Live album by Jazz Is Dead
- Released: 1999
- Recorded: April 13 and 14, 1999; April 23 and 24, 1999
- Venue: Fox Theater, Boulder, Colorado; Maritime Hall, San Francisco, California
- Genre: Psychedelic music, jam rock, jazz fusion
- Length: 63:29
- Label: Zebra Records ZD 44019-2
- Producer: Michael Gaiman

Jazz Is Dead chronology
| Blue Light Rain (1998) | Laughing Water (1999) | Great Sky River (2001) |

= Laughing Water =

Laughing Water is a live album by the instrumental Grateful Dead cover band Jazz Is Dead. Subtitled Wake of the Flood Revisited, it is a reinterpretation of the Grateful Dead's 1973 album. It was JID's second release, and was recorded in April 1999 at the Fox Theater in Boulder, Colorado, and Maritime Hall, in San Francisco, California, and issued later that year by Zebra Records. The album features guitarist Jimmy Herring, keyboard player T. Lavitz, bassist Alphonso Johnson, and drummers Rod Morgenstein and Jeff Sipe, along with guest artists Vassar Clements (violin), Donna Jean Godchaux (vocals), Steve Kimock (guitar), and Derek Trucks (slide guitar). (Godchaux and Clements both appeared on Wake of the Flood.)

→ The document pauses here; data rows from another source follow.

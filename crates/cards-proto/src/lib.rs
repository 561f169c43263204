pub mod config;
pub mod fetch;
pub mod item;
pub mod media;
pub mod page;
pub mod platform;
pub mod playback;
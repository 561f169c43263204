//! Generic scrollable list with a selection cursor.
//!
//! Rows are counted in list entries, not terminal lines; callers that draw
//! multi-line entries pass the number of entries that fit.

pub struct ScrollableList<T> {
    pub items: Vec<T>,
    pub selected: usize,
    pub scroll_offset: usize,
}

impl<T> ScrollableList<T> {
    pub fn new() -> Self {
        Self {
            items: Vec::new(),
            selected: 0,
            scroll_offset: 0,
        }
    }

    /// Replace the items, keeping the cursor position when it is still valid.
    pub fn set_items(&mut self, items: Vec<T>) {
        self.items = items;
        if self.selected >= self.items.len() {
            self.selected = self.items.len().saturating_sub(1);
        }
        if self.scroll_offset > self.selected {
            self.scroll_offset = self.selected;
        }
    }

    pub fn select_up(&mut self, n: usize) {
        if self.items.is_empty() {
            return;
        }
        self.selected = self.selected.saturating_sub(n);
    }

    pub fn select_down(&mut self, n: usize) {
        if self.items.is_empty() {
            return;
        }
        self.selected = (self.selected + n).min(self.items.len().saturating_sub(1));
    }

    pub fn select_first(&mut self) {
        self.selected = 0;
        self.scroll_offset = 0;
    }

    pub fn select_last(&mut self) {
        self.selected = self.items.len().saturating_sub(1);
    }

    pub fn selected_item(&self) -> Option<&T> {
        self.items.get(self.selected)
    }

    pub fn selected_index(&self) -> Option<usize> {
        (self.selected < self.items.len()).then_some(self.selected)
    }

    /// Returns (index, &item) pairs visible in `height` entries.
    /// Call ensure_visible first to update scroll_offset.
    pub fn visible_items(&self, height: usize) -> Vec<(usize, &T)> {
        if height == 0 || self.items.is_empty() {
            return Vec::new();
        }
        let start = self.scroll_offset.min(self.items.len());
        let end = (start + height).min(self.items.len());
        self.items[start..end]
            .iter()
            .enumerate()
            .map(|(i, item)| (start + i, item))
            .collect()
    }

    pub fn ensure_visible(&mut self, height: usize) {
        if height == 0 {
            return;
        }
        if self.selected < self.scroll_offset {
            self.scroll_offset = self.selected;
        } else if self.selected >= self.scroll_offset + height {
            self.scroll_offset = self.selected.saturating_sub(height - 1);
        }
    }

    /// Handle a click on the `row`-th visible entry.
    /// Returns true if the row maps to an item.
    pub fn handle_click(&mut self, row: usize) -> bool {
        let target = self.scroll_offset + row;
        if target < self.items.len() {
            self.selected = target;
            return true;
        }
        false
    }
}

impl<T> Default for ScrollableList<T> {
    fn default() -> Self {
        Self::new()
    }
}

#[cfg(test)]
mod tests {
    use super::*;

    fn list(n: usize) -> ScrollableList<usize> {
        let mut l = ScrollableList::new();
        l.set_items((0..n).collect());
        l
    }

    #[test]
    fn test_selection_is_clamped() {
        let mut l = list(3);
        l.select_down(10);
        assert_eq!(l.selected, 2);
        l.select_up(10);
        assert_eq!(l.selected, 0);

        let mut empty = list(0);
        empty.select_down(1);
        assert_eq!(empty.selected_index(), None);
    }

    #[test]
    fn test_scroll_follows_selection() {
        let mut l = list(10);
        l.select_down(6);
        l.ensure_visible(3);
        assert_eq!(l.scroll_offset, 4);
        let visible: Vec<usize> = l.visible_items(3).into_iter().map(|(i, _)| i).collect();
        assert_eq!(visible, vec![4, 5, 6]);

        l.select_first();
        l.ensure_visible(3);
        assert_eq!(l.scroll_offset, 0);
    }

    #[test]
    fn test_set_items_keeps_cursor() {
        let mut l = list(5);
        l.select_down(3);
        l.set_items((0..5).collect());
        assert_eq!(l.selected, 3);
        l.set_items((0..2).collect());
        assert_eq!(l.selected, 1);
    }

    #[test]
    fn test_click_maps_to_item() {
        let mut l = list(4);
        l.scroll_offset = 1;
        assert!(l.handle_click(2));
        assert_eq!(l.selected, 3);
        assert!(!l.handle_click(5));
        assert_eq!(l.selected, 3);
    }
}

The album title can be found in a line from the song "Here Comes Sunshine": "Wake of the flood / laughing water / '49 / Get out the pans / don't just stand there dreaming / get out the way / get out the way". Lyricist Robert Hunter's notes read: "Remembering the great Vanport, Washington, flood of 1949, living in other people's homes, a family abandoned by father; second grade."

==Reception==

In a review for The Washington Post, Geoffrey Himes wrote: "There's plenty of juicy melodic material here... guitarist Jimmy Herring... is able to capture both the vocal line and the lead-guitar line and then weave them into something entirely new."

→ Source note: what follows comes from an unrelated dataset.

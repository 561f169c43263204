pub mod card_list;
pub mod header;
pub mod help_overlay;
pub mod log_panel;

Hilarie Grey, writing for Jazz Times, stated: "the group... punches up the intricate work of Garcia, Weir and company and sets it spinning in unexpected directions, playing out the original themes and threads... Perhaps the most satisfying aspect of this thoroughly non-standard tribute work is the quintet's ability to capture the electricity and emotion of the Dead's grand live improvisations."

A reviewer for CMJ New Music Report commented: "given that the players are consummate professionals, and the Dead's own reputation for experimentation and improvisation, it's a match made in heaven."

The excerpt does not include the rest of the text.